Okay, I'm home now.... I want to share my story and some of my reading plus information our Holistic Vet has given us.

First - I'm sorry Quincy developed GME as a result of vaccines.

My Grace has permanent liver damage, and other things it seems (broken thermostat), from a vaccine "incident".

Was he predisposed or was this caused by a vaccine? Who knows. But the way our Holistic vet explained things I wonder if many of these illnesses are caused by the vaccine - and it isn't really a predisposition, just that some breeds are more sensitive to vaccinations (which Maltese are). I hope that made sense.

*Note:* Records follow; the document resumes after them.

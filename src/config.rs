//! Pipeline configuration and YAML persistence.
//!
//! The configuration surface is deliberately small: the emphasis keyword set
//! used by the row classifier, and the document-family constants stamped
//! onto every canonical record (jurisdiction, unit, frequency, periods).

use std::{fs::File, io::BufReader, path::Path};

use anyhow::{Context, Result};
use chrono::{Local, NaiveDate};
use clap::ValueEnum;
use serde::{Deserialize, Serialize};

use crate::{
    classify::{DEFAULT_EMPHASIS_KEYWORDS, RowClassifier},
    error::PipelineError,
};

pub const MAX_PERIODS: usize = 3;

/// How trailing value cells are assigned to period columns.
#[derive(Debug, Clone, Copy, PartialEq, Eq, Default, Serialize, Deserialize, ValueEnum)]
#[serde(rename_all = "kebab-case")]
#[value(rename_all = "kebab-case")]
pub enum PeriodMapping {
    /// Use header labels when the header names a configured period,
    /// otherwise fall back to trailing positions.
    #[default]
    Auto,
    Positional,
    HeaderLabels,
}

#[derive(Debug, Clone, PartialEq, Serialize, Deserialize)]
#[serde(default)]
pub struct PipelineConfig {
    pub emphasis_keywords: Vec<String>,
    pub country: String,
    pub unit: String,
    pub unit_type: String,
    pub aggregation_method: String,
    pub data_frequency: String,
    pub reported_date: NaiveDate,
    /// Period labels, oldest first.
    pub periods: Vec<String>,
    pub period_mapping: PeriodMapping,
    pub source_metric_name: String,
    /// Stamped into `date_last_updated` and `published_date`; today when unset.
    #[serde(skip_serializing_if = "Option::is_none")]
    pub run_date: Option<NaiveDate>,
}

impl Default for PipelineConfig {
    fn default() -> Self {
        Self {
            emphasis_keywords: DEFAULT_EMPHASIS_KEYWORDS
                .iter()
                .map(|k| k.to_string())
                .collect(),
            country: "PL".to_string(),
            unit: "PLN".to_string(),
            unit_type: "Thousands".to_string(),
            aggregation_method: "Sum".to_string(),
            data_frequency: "Annual".to_string(),
            reported_date: NaiveDate::from_ymd_opt(2024, 12, 31).unwrap_or_default(),
            periods: vec!["2022".into(), "2023".into(), "2024".into()],
            period_mapping: PeriodMapping::Auto,
            source_metric_name: "PDF_Extracted".to_string(),
            run_date: None,
        }
    }
}

impl PipelineConfig {
    pub fn load(path: &Path) -> Result<Self> {
        let file = File::open(path).with_context(|| format!("Opening config file {path:?}"))?;
        let reader = BufReader::new(file);
        let config: PipelineConfig =
            serde_yaml::from_reader(reader).context("Parsing config YAML")?;
        config.validate()?;
        Ok(config)
    }

    pub fn save(&self, path: &Path) -> Result<()> {
        self.validate()?;
        let file = File::create(path).with_context(|| format!("Creating config file {path:?}"))?;
        serde_yaml::to_writer(file, self).context("Writing config YAML")
    }

    pub fn to_yaml_string(&self) -> Result<String> {
        serde_yaml::to_string(self).context("Serializing config to YAML string")
    }

    pub fn validate(&self) -> std::result::Result<(), PipelineError> {
        if self.periods.is_empty() || self.periods.len() > MAX_PERIODS {
            return Err(PipelineError::InvalidConfig(format!(
                "expected between 1 and {MAX_PERIODS} period labels, found {}",
                self.periods.len()
            )));
        }
        let mut seen = Vec::with_capacity(self.periods.len());
        for label in &self.periods {
            let trimmed = label.trim();
            if trimmed.is_empty() {
                return Err(PipelineError::InvalidConfig(
                    "period labels cannot be empty".to_string(),
                ));
            }
            if seen.contains(&trimmed) {
                return Err(PipelineError::InvalidConfig(format!(
                    "duplicate period label '{trimmed}'"
                )));
            }
            seen.push(trimmed);
        }
        if self.country.trim().is_empty() {
            return Err(PipelineError::InvalidConfig(
                "country code cannot be empty".to_string(),
            ));
        }
        Ok(())
    }

    pub fn classifier(&self) -> RowClassifier {
        RowClassifier::new(&self.emphasis_keywords)
    }

    pub fn effective_run_date(&self) -> NaiveDate {
        self.run_date.unwrap_or_else(|| Local::now().date_naive())
    }
}

#[cfg(test)]
mod tests {
    use super::*;
    use tempfile::tempdir;

    #[test]
    fn defaults_match_document_family() {
        let config = PipelineConfig::default();
        assert_eq!(config.country, "PL");
        assert_eq!(config.unit, "PLN");
        assert_eq!(config.periods, vec!["2022", "2023", "2024"]);
        assert_eq!(config.reported_date.to_string(), "2024-12-31");
        assert!(config.validate().is_ok());
    }

    #[test]
    fn partial_yaml_fills_defaults() {
        let yaml = "country: CZ\nperiods: ['2023', '2024']\nperiod_mapping: positional\n";
        let config: PipelineConfig = serde_yaml::from_str(yaml).expect("parse config");
        assert_eq!(config.country, "CZ");
        assert_eq!(config.periods.len(), 2);
        assert_eq!(config.period_mapping, PeriodMapping::Positional);
        assert_eq!(config.unit, "PLN");
    }

    #[test]
    fn validate_rejects_bad_periods() {
        let mut config = PipelineConfig::default();
        config.periods.push("2025".into());
        assert!(matches!(
            config.validate(),
            Err(PipelineError::InvalidConfig(_))
        ));
        config.periods = vec!["2024".into(), " 2024 ".into()];
        assert!(config.validate().is_err());
        config.periods = Vec::new();
        assert!(config.validate().is_err());
    }

    #[test]
    fn save_and_load_round_trip() {
        let dir = tempdir().expect("temp dir");
        let path = dir.path().join("pipeline.yaml");
        let mut config = PipelineConfig::default();
        config.emphasis_keywords = vec!["balance as at".into()];
        config.run_date = NaiveDate::from_ymd_opt(2025, 3, 1);
        config.save(&path).expect("save config");
        let loaded = PipelineConfig::load(&path).expect("load config");
        assert_eq!(loaded, config);
    }

    #[test]
    fn run_date_override_is_used() {
        let mut config = PipelineConfig::default();
        let date = NaiveDate::from_ymd_opt(2025, 1, 2).unwrap();
        config.run_date = Some(date);
        assert_eq!(config.effective_run_date(), date);
    }
}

Vaccines cause inflammation. Period. They cause the immune system to stir up, they do have toxins which the body must detox - all this causes inflammation. Usually dogs can handle this. But when you have a breed that is sensitive to vaccines like Maltese are - when you throw in multiple vaccinations at once it causes a lot of inflammation all at once. With puppy vaccines especially, the dog usually doesn't have enough time between scheduled vaccination to fully recover - lower inflammation and detox - before the next "assault" occurs. Puppy vaccines can take years to recover from, but the symptoms of the inflammation are often not noticed because dogs can't talk. They may be sensitive to foods or get rashes or be anxious.... but we see these are "normal" for dogs... when it isn't. But by the time the dog might start to recover a little, they get more vaccines.

This inflammation leads to things like: Allergies, IBS, Colitis, other GI disorders, Skin disorders, neurological disorders/symptoms, etc. Fear, anxiety, other behavior issues...

There is more information on what chronic inflammation does to humans than pets - but it is the same. So I'd do reading on that. Because vaccines cause inflammation.

Which is why when Grace gets a vaccine now she gets a shot of Traumeel (a natural anti-inflammatory), and is put on Thuja for 1 week before and 1 month after the vaccine. And she will only get ONE vaccine at a time. Never multiple or combos again.


Okay.... This will be too long if I go on with that more.... so moving on to our experience with vaccine issues, vaccine companies, and vets...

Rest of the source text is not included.